Remove entries which caused provider API request failure in a batch change requst.

awx-fuyuanchu commented 1 year ago

What would you like to be added: I'm using Google provider and have an issue while updating DNS records via external-dns. After a few investigations, we found that there were some errors returned from googleapi and told us it failed to update the record. time="2023-01-11T06:29:22Z" level=error msg="googleapi: Error 409: The resource 'entity.change.additions[2]' named 'xxxxxxxxxxx. (TXT)' already exists, alreadyExists"

However, changes are separated into batches before sending to the provider. If one entry in the batch is not valid, it'll cause the whole batch to fail to update the provider.

Here is the log we found on GCP that shows the request containing batch changes failed.

{
  "protoPayload": {
    "@type": "type.googleapis.com/google.cloud.audit.AuditLog",
    "status": {
      "code": 6
    },
    "authenticationInfo": {
      "principalEmail": "sa@xxxxxx",
      "serviceAccountDelegationInfo": [
        {
          "principalSubject": "serviceAccount:sa@xxx"
        }
      ],
      "principalSubject": "serviceAccount:sa@xxx"
    },
    "requestMetadata": {
      "callerIp": "gce-internal-ip",
      "callerSuppliedUserAgent": "google-api-go-client/0.5,gzip(gfe),gzip(gfe)",
      "requestAttributes": {
        "time": "2023-01-11T06:20:10.361036Z",
        "auth": {}
      },
      "destinationAttributes": {}
    },
    "serviceName": "dns.googleapis.com",
    "methodName": "dns.changes.create",
    "authorizationInfo": [
      {
        "permission": "dns.resourceRecordSets.create",
        "granted": true,
        "resourceAttributes": {}
      }
    ],
    "resourceName": "managedZones/example-com",
    "request": {
      "@type": "type.googleapis.com/cloud.dns.api.ChangesCreateRequest",
      "managedZone": "example-com",
      "change": {
        "deletions": [..........],
        "additions": [..........]
      },
      "project": "dnszone"
    },
    "response": {
      "@type": "type.googleapis.com/cloud.dns.api.ChangesCreateResponse"
    }
  },
  "insertId": "ak3c2te8h1pw",
  "resource": {
    "type": "dns_managed_zone",
    "labels": {
      "zone_name": "example-com",
      "project_id": "dnszone",
      "location": "global"
    }
  },
  "timestamp": "2023-01-11T06:20:10.330139Z",
  "severity": "ERROR",
  "logName": "",
  "receiveTimestamp": "2023-01-11T06:20:11.371460049Z"
}

So I'm here to request a feature that external-dns could identify the entries that break the request and remove them in the next loop. Maybe have another loop to handle the invalid entries.

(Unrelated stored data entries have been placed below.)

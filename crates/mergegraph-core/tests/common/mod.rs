//! Shared fixtures for integration tests: an in-process hub and on-disk stores.

#![allow(dead_code)]

use async_trait::async_trait;
use mergegraph::error::{MergeGraphError, Result};
use mergegraph::hub::{HubModelInfo, ListModelsParams, ModelHub, RepoSibling};
use mergegraph::{GraphRepository, JobQueue, MergeGraphApi, Settings};
use serde_json::json;
use std::collections::HashMap;
use std::sync::atomic::{AtomicUsize, Ordering};
use std::sync::Arc;
use std::time::Duration;
use tempfile::TempDir;

pub const BASE_URL: &str = "https://hub.test";

/// Hub serving a fixed set of models and files.
#[derive(Default)]
pub struct FakeHub {
    /// Requested id -> metadata; a different `info.id` models a rename.
    pub infos: HashMap<String, HubModelInfo>,
    pub files: HashMap<(String, String), String>,
    pub merged: Vec<String>,
    pub info_calls: AtomicUsize,
}

impl FakeHub {
    pub fn with_model(mut self, requested_id: &str, info: HubModelInfo) -> Self {
        self.infos.insert(requested_id.to_string(), info);
        self
    }

    pub fn with_file(mut self, model_id: &str, filename: &str, content: &str) -> Self {
        self.files
            .insert((model_id.to_string(), filename.to_string()), content.to_string());
        self
    }

    pub fn with_merged(mut self, ids: &[&str]) -> Self {
        self.merged = ids.iter().map(|s| s.to_string()).collect();
        self
    }
}

#[async_trait]
impl ModelHub for FakeHub {
    async fn list_models(&self, params: &ListModelsParams) -> Result<Vec<HubModelInfo>> {
        let mut models: Vec<HubModelInfo> = self
            .merged
            .iter()
            .filter_map(|id| self.infos.get(id).cloned())
            .collect();
        if let Some(limit) = params.limit {
            models.truncate(limit);
        }
        Ok(models)
    }

    async fn model_info(&self, model_id: &str) -> Result<HubModelInfo> {
        self.info_calls.fetch_add(1, Ordering::SeqCst);
        self.infos
            .get(model_id)
            .cloned()
            .ok_or_else(|| MergeGraphError::HubNotFound {
                model_id: model_id.to_string(),
            })
    }

    async fn download_file(&self, model_id: &str, filename: &str) -> Result<String> {
        self.files
            .get(&(model_id.to_string(), filename.to_string()))
            .cloned()
            .ok_or_else(|| MergeGraphError::HubNotFound {
                model_id: model_id.to_string(),
            })
    }

    async fn whoami(&self) -> Result<Option<String>> {
        Ok(None)
    }

    fn base_url(&self) -> &str {
        BASE_URL
    }
}

pub fn model(id: &str, tags: &[&str], files: &[&str]) -> HubModelInfo {
    HubModelInfo {
        id: id.to_string(),
        tags: tags.iter().map(|t| t.to_string()).collect(),
        siblings: files
            .iter()
            .map(|f| RepoSibling {
                rfilename: f.to_string(),
            })
            .collect(),
        config: Some(json!({"architectures": ["MistralForCausalLM"]})),
        ..Default::default()
    }
}

/// Lineage used across tests:
///
/// - `A/x` is a slerp merge of `B/y` (tag and config) and `C/z` (config)
/// - `B/y` no longer exists on the hub
/// - `C/z` was renamed to `D/z` and is a fine-tune of `E/w`
pub fn lineage_hub() -> FakeHub {
    let mut a = model(
        "A/x",
        &["merge", "base_model:B/y", "license:apache-2.0"],
        &["README.md", "mergekit_config.yml"],
    );
    a.likes = Some(10);
    let mut e = model("E/w", &["license:mit"], &[]);
    e.likes = Some(3);

    FakeHub::default()
        .with_model("A/x", a)
        .with_model("C/z", model("D/z", &["base_model:E/w"], &[]))
        .with_model("E/w", e)
        .with_file(
            "A/x",
            "README.md",
            "---\nlicense: apache-2.0\n---\n# A/x\n\nA slerp merge of two chat models.\n",
        )
        .with_file(
            "A/x",
            "mergekit_config.yml",
            "slices:\n  - sources:\n      - model: B/y\n        layer_range: [0, 32]\n      - model: C/z\n        layer_range: [0, 32]\nmerge_method: slerp\nbase_model: B/y\n",
        )
        .with_merged(&["A/x"])
}

/// Settings pointing at fresh files under a temporary directory.
pub fn test_settings(dir: &TempDir) -> Settings {
    Settings::default()
        .with_db_path(dir.path().join("graph.db"))
        .with_queue_path(dir.path().join("queue.db"))
        .with_hub_api_base(BASE_URL)
        .with_worker_count(2)
        .with_job_timeout(Duration::from_secs(10))
        .with_poll_interval(Duration::from_millis(20))
}

pub fn test_api(hub: FakeHub) -> (TempDir, MergeGraphApi) {
    let dir = TempDir::new().expect("Failed to create temp dir");
    let settings = test_settings(&dir);
    let repo = Arc::new(GraphRepository::open(&settings).unwrap());
    let queue = Arc::new(JobQueue::open(&settings.queue_path, settings.store_retry.clone()).unwrap());
    let api = MergeGraphApi::from_parts(Arc::new(hub), repo, queue, settings);
    (dir, api)
}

Why is this needed: With this feature, an invalid record won't block the other records.

amitai-devops commented 1 year ago

I have the same issue

k8s-triage-robot commented 1 year ago

The Kubernetes project currently lacks enough contributors to adequately respond to all issues.

This bot triages un-triaged issues according to the following rules:

After 90d of inactivity, lifecycle/stale is applied
After 30d of inactivity since lifecycle/stale was applied, lifecycle/rotten is applied
After 30d of inactivity since lifecycle/rotten was applied, the issue is closed

You can:

Mark this issue as fresh with /remove-lifecycle stale
Close this issue with /close
Offer to help out with Issue Triage

Please send feedback to sig-contributor-experience at kubernetes/community.

/lifecycle stale

awx-fuyuanchu commented 1 year ago

bump. any thoughts?

awx-fuyuanchu commented 1 year ago

/remove-lifecycle stale

szuecs commented 1 year ago

This works mean that we would have state, which is bad in general. I think we do something in aws provider to work around the problem. I am not sure anymore but I think we split the change in half and try both and one will succeed and the other fail. Next iterations should fix the next quarter so we converge to a good state. People tried multiple times to fallback to single entry changes but this will quickly consume all api quotas and you end up being rate limited. I think we should do a binary search style apply in general. I can review a pr, if someone creates a change.

k8s-triage-robot commented 1 year ago

The Kubernetes project currently lacks enough contributors to adequately respond to all issues.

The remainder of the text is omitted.